* **Assignment**
All lines holding the word "must" are to be copied from the records beneath.

── Data to examine ──

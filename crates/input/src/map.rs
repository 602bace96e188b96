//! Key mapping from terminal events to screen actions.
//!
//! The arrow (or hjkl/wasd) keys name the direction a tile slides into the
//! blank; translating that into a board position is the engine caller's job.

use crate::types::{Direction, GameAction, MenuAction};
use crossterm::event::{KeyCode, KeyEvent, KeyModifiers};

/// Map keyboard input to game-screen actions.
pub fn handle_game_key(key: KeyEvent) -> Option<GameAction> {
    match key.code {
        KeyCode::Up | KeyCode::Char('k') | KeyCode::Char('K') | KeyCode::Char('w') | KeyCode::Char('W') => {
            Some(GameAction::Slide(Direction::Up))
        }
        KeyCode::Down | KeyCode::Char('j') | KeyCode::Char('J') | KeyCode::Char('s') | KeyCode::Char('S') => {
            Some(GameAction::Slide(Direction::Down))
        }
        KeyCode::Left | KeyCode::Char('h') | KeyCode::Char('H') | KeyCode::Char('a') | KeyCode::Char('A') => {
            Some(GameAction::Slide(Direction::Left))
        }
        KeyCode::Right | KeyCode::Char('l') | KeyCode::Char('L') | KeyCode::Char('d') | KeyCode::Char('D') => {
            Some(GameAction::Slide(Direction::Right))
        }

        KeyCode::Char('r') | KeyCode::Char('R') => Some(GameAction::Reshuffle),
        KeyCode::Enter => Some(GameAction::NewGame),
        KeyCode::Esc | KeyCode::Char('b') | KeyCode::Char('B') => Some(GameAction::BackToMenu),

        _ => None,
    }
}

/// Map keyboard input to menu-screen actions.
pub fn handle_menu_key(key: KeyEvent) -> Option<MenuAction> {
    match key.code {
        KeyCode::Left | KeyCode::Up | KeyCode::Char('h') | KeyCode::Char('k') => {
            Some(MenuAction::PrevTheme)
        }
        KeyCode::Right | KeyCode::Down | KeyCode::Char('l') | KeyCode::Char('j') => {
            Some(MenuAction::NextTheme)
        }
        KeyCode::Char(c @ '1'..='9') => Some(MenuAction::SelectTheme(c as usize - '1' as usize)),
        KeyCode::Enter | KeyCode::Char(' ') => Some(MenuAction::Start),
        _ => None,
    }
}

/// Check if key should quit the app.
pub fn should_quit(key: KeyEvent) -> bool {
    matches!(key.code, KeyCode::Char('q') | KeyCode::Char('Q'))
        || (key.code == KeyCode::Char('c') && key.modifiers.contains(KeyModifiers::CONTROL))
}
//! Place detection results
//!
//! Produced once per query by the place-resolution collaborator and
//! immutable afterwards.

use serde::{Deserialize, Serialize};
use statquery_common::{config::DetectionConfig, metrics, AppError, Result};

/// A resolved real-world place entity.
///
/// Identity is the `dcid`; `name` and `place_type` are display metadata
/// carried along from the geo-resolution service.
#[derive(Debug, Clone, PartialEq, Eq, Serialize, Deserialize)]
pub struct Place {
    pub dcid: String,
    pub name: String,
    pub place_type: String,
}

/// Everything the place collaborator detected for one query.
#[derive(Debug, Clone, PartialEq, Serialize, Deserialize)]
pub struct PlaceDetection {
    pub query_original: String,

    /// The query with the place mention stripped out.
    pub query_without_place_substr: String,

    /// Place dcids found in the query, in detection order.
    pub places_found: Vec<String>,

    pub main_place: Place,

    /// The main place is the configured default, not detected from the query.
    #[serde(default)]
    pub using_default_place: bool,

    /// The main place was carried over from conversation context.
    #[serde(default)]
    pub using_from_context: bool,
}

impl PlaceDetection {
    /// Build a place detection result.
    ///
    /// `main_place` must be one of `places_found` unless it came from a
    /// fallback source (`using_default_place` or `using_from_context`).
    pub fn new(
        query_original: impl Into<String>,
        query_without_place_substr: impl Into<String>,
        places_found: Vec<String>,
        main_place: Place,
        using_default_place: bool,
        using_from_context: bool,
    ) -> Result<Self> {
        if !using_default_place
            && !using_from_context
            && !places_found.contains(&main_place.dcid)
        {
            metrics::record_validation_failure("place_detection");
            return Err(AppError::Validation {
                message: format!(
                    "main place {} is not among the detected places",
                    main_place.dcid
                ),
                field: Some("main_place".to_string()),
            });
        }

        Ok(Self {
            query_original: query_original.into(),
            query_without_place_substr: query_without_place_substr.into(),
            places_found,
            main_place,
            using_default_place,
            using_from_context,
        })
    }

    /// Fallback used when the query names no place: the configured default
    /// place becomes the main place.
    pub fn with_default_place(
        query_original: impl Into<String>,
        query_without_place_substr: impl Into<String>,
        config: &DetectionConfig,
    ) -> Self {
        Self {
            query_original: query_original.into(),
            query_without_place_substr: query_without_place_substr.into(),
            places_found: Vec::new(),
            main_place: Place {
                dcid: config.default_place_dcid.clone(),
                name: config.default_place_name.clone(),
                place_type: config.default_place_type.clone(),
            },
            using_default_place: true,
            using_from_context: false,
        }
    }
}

───
── Data to examine ──

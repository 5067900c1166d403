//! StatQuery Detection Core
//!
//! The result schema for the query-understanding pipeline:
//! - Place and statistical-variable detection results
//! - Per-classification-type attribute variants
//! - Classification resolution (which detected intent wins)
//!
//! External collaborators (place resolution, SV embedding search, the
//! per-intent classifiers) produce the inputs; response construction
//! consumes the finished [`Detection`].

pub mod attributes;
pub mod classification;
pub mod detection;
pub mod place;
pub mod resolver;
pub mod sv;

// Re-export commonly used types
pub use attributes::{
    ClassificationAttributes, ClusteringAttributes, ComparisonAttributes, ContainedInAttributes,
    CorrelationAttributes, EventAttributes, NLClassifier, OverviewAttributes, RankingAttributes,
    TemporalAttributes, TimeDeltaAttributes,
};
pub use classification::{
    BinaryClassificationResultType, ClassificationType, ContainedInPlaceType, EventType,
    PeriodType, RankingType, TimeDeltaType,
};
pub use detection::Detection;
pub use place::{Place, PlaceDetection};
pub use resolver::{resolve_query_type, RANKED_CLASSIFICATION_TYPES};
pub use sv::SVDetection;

───
── Data to examine ──

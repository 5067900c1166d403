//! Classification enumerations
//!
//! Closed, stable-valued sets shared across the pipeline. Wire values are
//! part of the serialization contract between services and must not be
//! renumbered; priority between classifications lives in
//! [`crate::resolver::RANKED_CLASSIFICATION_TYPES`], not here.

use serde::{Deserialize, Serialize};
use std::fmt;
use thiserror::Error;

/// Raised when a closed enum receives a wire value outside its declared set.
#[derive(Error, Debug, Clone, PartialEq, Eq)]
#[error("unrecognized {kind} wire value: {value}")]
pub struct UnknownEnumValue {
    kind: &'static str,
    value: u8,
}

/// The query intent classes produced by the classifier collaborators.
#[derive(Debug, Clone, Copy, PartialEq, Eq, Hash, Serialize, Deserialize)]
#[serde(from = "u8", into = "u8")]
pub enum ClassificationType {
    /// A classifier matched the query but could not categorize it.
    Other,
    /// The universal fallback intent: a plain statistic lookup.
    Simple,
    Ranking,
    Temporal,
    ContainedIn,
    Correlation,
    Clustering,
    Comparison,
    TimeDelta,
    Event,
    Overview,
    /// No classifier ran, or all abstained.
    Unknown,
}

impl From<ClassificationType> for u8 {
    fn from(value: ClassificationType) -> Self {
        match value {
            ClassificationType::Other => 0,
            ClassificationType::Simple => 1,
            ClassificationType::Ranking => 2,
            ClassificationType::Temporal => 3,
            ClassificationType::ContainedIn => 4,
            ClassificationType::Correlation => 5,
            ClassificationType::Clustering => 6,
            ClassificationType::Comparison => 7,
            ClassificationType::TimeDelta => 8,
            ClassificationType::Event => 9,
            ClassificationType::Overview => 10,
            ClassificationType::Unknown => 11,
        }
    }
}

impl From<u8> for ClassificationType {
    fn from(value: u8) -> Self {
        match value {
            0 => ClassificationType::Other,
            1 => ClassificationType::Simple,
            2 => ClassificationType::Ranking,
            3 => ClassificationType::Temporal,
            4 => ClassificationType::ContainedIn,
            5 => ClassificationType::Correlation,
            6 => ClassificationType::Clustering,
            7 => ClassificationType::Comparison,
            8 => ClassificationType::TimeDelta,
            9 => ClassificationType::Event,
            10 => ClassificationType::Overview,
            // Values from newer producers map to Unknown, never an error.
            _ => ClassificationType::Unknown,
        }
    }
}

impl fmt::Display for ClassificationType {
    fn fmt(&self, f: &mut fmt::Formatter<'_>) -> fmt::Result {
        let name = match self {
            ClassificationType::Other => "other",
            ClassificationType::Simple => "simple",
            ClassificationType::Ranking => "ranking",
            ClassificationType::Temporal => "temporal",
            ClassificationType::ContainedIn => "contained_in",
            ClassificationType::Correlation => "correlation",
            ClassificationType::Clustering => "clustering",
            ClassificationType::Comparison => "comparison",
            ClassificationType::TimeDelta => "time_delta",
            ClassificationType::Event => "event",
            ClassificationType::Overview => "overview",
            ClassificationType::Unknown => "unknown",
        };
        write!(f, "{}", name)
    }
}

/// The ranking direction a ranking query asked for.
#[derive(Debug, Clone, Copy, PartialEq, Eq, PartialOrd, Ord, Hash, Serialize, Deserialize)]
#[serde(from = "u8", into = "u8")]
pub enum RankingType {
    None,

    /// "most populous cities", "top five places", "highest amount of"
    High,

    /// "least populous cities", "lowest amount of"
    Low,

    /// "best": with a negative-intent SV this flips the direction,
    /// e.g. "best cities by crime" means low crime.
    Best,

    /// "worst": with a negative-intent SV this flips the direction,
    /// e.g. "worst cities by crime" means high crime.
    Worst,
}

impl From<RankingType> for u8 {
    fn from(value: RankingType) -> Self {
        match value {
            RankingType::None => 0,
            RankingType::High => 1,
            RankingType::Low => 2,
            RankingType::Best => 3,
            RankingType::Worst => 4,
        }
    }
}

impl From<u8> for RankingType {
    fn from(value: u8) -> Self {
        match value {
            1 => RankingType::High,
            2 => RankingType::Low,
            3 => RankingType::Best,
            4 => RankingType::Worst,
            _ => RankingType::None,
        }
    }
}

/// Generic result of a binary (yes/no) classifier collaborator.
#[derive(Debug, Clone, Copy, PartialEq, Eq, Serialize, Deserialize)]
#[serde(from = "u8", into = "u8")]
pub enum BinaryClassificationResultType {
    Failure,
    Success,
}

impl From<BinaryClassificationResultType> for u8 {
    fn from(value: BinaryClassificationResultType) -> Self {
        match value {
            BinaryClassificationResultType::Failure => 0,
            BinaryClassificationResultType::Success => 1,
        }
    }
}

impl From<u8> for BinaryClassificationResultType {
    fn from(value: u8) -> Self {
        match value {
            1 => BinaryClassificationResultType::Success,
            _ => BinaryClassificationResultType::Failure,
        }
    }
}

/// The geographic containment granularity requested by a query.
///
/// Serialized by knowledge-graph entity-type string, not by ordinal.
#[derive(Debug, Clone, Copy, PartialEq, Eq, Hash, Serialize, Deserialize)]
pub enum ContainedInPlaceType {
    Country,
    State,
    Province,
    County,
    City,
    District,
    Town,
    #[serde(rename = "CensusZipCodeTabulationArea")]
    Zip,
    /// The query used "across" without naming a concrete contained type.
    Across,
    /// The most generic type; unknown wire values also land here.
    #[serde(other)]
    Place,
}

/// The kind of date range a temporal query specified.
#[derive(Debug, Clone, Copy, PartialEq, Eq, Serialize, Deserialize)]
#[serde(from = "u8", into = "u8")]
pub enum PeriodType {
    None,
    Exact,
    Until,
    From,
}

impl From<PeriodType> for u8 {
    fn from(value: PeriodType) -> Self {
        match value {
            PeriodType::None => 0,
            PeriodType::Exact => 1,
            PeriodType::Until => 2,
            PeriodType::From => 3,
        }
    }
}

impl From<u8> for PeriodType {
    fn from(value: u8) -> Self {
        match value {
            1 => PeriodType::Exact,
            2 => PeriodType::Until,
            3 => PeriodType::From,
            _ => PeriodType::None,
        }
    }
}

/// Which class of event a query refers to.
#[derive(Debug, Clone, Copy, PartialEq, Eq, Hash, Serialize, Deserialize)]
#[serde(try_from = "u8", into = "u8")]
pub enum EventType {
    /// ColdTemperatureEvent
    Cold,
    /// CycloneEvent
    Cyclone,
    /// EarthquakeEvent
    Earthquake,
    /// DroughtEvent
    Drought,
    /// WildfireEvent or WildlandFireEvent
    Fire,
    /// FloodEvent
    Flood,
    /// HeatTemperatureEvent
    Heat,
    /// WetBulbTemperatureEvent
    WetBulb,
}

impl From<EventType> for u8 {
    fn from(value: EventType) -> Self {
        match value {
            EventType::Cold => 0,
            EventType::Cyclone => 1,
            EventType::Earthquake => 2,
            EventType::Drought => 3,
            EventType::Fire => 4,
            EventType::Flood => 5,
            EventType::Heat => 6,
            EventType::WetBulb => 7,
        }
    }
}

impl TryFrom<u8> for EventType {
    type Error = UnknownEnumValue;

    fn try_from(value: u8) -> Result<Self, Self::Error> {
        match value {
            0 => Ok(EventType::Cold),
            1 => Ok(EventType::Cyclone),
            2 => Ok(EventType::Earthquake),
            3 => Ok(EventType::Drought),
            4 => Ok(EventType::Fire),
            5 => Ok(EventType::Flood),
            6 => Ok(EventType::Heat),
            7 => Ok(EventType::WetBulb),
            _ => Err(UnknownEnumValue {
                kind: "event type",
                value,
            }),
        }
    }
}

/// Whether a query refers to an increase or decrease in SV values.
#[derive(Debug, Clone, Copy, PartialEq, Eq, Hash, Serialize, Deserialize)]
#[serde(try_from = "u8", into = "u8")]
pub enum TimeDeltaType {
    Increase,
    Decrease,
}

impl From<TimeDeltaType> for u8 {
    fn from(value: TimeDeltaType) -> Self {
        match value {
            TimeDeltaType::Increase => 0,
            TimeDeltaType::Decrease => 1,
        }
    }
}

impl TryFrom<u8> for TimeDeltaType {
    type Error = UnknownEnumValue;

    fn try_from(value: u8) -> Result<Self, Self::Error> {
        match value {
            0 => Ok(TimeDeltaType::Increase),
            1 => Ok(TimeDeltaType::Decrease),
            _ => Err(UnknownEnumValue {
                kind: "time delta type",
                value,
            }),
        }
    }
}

───

* **Output of the task**
    /// `main_place` must be one of `places_found` unless it came from a
//! part of the serialization contract between services and must not be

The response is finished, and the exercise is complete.